- **What is being asked**: Transcribe the listing below only from the line with "self.lock().failure = error;" up to and including the line with "pub fn is_empty(&self)".

── Source records ──

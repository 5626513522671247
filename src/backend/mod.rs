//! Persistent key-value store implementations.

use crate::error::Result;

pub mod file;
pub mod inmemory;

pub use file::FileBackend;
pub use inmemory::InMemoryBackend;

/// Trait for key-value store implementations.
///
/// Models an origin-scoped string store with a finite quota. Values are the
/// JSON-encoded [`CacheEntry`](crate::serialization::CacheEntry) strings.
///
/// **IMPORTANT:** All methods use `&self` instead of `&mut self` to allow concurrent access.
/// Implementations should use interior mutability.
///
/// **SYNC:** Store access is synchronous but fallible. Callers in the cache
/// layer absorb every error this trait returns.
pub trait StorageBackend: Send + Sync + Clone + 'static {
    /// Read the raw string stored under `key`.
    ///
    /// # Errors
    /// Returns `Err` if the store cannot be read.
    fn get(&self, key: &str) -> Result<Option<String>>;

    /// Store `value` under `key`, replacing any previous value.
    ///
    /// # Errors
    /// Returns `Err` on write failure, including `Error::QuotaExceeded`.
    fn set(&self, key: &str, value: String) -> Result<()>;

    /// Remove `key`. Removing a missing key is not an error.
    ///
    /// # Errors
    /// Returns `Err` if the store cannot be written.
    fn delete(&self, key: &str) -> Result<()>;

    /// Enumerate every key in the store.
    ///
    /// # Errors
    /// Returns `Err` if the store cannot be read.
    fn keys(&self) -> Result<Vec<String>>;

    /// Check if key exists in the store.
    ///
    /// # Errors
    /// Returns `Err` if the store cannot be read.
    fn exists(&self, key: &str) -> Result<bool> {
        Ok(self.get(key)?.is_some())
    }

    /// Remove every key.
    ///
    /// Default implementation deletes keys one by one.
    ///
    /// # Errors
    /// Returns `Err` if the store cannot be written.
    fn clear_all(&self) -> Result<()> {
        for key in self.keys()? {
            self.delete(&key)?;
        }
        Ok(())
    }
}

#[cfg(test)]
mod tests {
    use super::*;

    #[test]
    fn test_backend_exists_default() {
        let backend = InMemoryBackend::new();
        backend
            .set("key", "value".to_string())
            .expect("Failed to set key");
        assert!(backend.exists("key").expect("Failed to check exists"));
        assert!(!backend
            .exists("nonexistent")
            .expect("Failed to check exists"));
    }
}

───
── Source records ──

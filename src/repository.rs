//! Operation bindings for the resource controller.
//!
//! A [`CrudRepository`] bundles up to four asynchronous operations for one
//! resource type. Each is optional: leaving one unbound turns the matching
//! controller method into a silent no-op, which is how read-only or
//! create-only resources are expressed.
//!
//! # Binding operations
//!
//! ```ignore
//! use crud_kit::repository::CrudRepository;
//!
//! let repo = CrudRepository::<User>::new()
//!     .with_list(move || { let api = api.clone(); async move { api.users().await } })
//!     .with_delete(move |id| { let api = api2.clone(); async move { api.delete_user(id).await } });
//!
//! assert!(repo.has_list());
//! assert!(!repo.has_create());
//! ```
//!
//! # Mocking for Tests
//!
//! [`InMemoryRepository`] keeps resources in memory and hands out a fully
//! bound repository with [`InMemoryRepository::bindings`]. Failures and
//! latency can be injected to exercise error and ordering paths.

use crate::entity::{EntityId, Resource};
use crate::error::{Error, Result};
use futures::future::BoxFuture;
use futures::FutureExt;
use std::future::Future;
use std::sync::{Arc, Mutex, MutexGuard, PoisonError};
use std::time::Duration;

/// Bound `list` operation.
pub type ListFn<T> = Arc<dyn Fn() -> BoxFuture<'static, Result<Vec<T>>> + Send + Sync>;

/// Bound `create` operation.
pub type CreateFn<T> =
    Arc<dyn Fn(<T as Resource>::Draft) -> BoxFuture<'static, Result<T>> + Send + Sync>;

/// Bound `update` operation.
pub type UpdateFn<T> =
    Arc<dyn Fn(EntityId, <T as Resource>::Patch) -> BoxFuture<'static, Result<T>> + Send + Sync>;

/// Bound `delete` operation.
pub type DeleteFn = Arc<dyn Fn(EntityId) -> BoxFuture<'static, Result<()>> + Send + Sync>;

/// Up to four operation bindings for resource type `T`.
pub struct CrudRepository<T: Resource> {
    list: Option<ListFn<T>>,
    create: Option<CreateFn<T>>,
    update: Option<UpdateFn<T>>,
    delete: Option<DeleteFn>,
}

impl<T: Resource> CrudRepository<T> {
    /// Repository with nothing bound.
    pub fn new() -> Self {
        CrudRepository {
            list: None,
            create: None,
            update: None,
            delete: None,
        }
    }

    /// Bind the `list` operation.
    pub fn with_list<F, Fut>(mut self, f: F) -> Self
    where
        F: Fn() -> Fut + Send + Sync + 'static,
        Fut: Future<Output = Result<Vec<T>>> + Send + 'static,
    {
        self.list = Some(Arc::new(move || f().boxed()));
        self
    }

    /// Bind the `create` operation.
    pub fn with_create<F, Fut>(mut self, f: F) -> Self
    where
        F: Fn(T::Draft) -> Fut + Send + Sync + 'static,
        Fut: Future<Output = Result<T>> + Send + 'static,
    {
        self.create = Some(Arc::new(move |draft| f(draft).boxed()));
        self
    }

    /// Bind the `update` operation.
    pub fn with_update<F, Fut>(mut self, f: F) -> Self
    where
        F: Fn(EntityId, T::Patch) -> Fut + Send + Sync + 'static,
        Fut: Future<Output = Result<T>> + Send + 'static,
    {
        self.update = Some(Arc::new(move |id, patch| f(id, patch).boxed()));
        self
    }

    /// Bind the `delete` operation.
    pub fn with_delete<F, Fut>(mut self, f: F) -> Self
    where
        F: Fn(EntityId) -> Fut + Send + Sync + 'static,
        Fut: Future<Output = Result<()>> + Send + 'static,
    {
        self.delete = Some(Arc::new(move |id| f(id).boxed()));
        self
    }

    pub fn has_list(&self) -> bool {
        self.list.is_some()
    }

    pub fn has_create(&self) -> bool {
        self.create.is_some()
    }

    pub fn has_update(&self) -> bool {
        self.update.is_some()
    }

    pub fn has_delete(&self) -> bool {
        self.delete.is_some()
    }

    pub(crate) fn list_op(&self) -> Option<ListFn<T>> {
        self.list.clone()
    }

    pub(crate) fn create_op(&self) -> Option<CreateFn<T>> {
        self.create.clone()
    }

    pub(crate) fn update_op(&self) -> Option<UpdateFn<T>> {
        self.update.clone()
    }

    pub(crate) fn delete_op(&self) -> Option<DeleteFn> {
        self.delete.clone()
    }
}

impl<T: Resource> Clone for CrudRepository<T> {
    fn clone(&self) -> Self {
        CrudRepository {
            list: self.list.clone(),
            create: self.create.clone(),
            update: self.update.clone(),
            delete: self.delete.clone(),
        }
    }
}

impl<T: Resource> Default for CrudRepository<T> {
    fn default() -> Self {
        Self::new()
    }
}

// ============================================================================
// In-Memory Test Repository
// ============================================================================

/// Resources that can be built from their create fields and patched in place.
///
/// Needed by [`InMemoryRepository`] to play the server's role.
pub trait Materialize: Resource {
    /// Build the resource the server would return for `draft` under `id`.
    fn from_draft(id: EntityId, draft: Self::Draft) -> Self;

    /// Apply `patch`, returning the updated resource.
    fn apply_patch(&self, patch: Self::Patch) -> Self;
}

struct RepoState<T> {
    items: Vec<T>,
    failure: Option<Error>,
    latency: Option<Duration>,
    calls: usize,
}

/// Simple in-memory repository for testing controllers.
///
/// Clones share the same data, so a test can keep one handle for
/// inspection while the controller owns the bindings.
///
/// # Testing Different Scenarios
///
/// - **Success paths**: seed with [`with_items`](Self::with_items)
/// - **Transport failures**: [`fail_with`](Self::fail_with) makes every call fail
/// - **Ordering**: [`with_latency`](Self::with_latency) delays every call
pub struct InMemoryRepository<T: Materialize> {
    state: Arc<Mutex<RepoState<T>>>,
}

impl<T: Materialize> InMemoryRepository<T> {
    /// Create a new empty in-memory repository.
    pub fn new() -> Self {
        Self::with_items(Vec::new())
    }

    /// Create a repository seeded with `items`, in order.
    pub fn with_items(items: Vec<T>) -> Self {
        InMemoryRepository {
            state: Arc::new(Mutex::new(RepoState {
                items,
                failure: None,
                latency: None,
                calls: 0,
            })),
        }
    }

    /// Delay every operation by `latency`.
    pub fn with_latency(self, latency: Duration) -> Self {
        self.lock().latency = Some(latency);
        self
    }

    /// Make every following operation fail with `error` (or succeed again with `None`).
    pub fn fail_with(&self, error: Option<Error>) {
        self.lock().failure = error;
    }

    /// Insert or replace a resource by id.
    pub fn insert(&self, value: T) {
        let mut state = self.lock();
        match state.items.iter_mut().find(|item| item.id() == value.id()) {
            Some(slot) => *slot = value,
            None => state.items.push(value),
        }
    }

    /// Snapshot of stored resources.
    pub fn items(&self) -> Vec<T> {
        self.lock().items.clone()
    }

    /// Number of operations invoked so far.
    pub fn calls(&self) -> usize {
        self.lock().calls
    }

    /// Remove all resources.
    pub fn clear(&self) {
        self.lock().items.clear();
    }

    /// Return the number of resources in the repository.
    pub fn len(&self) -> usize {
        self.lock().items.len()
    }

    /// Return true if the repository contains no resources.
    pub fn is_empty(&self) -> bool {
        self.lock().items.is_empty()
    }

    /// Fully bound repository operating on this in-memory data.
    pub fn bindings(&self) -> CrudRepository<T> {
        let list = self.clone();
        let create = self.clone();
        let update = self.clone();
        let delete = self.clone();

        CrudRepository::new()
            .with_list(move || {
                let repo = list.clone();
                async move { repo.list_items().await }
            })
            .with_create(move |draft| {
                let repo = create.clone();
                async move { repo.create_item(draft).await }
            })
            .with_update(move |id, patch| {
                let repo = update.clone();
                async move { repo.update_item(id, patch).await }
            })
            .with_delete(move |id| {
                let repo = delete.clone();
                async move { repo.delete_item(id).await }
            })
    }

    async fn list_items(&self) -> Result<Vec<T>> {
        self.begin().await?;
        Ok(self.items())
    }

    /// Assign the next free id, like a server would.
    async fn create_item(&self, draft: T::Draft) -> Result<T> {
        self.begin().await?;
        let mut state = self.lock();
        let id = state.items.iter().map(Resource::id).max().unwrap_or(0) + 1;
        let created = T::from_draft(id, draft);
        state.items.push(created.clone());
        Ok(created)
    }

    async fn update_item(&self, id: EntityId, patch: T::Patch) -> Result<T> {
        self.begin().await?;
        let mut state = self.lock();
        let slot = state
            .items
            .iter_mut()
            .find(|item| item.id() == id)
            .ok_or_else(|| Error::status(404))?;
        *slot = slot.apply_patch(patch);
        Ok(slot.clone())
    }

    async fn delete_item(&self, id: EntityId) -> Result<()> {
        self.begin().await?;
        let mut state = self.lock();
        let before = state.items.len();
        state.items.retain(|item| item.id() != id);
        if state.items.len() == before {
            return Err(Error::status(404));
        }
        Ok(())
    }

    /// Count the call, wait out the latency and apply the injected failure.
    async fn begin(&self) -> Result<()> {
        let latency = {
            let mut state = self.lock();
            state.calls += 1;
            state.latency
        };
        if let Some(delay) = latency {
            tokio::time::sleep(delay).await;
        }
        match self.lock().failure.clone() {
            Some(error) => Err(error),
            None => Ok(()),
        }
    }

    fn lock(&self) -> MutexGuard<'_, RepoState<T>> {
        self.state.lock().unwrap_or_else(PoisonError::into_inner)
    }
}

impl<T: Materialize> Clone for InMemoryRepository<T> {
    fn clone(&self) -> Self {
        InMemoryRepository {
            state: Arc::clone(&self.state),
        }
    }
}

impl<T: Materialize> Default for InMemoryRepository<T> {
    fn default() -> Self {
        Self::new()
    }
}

───
── Source records ──

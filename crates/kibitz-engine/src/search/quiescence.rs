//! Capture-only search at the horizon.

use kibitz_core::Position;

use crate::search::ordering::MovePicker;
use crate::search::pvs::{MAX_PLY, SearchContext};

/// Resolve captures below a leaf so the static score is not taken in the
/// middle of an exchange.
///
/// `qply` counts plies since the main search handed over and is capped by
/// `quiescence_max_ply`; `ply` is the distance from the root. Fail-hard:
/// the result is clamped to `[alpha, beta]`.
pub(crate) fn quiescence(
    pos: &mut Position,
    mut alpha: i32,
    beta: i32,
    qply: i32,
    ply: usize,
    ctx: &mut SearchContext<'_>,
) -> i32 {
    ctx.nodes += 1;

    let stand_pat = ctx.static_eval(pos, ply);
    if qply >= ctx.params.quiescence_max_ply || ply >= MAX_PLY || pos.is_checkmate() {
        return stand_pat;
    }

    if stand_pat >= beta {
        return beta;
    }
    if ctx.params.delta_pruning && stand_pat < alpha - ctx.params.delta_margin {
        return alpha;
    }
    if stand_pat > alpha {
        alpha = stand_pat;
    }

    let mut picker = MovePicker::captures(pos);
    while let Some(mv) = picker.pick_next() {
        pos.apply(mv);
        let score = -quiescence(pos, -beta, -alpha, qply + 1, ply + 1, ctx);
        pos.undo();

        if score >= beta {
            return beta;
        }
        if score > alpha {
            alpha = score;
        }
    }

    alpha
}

───

- **Result of the exercise**:
        self.lock().failure = error;
    }

    /// Insert or replace a resource by id.
    pub fn insert(&self, value: T) {
        let mut state = self.lock();
        match state.items.iter_mut().find(|item| item.id() == value.id()) {
            Some(slot) => *slot = value,
            None => state.items.push(value),
        }
    }

    /// Snapshot of stored resources.
    pub fn items(&self) -> Vec<T> {
        self.lock().items.clone()
    }

    /// Number of operations invoked so far.
    pub fn calls(&self) -> usize {
        self.lock().calls
    }

    /// Remove all resources.
    pub fn clear(&self) {
        self.lock().items.clear();
    }

    /// Return the number of resources in the repository.
    pub fn len(&self) -> usize {
        self.lock().items.len()
    }

    /// Return true if the repository contains no resources.
    pub fn is_empty(&self) -> bool {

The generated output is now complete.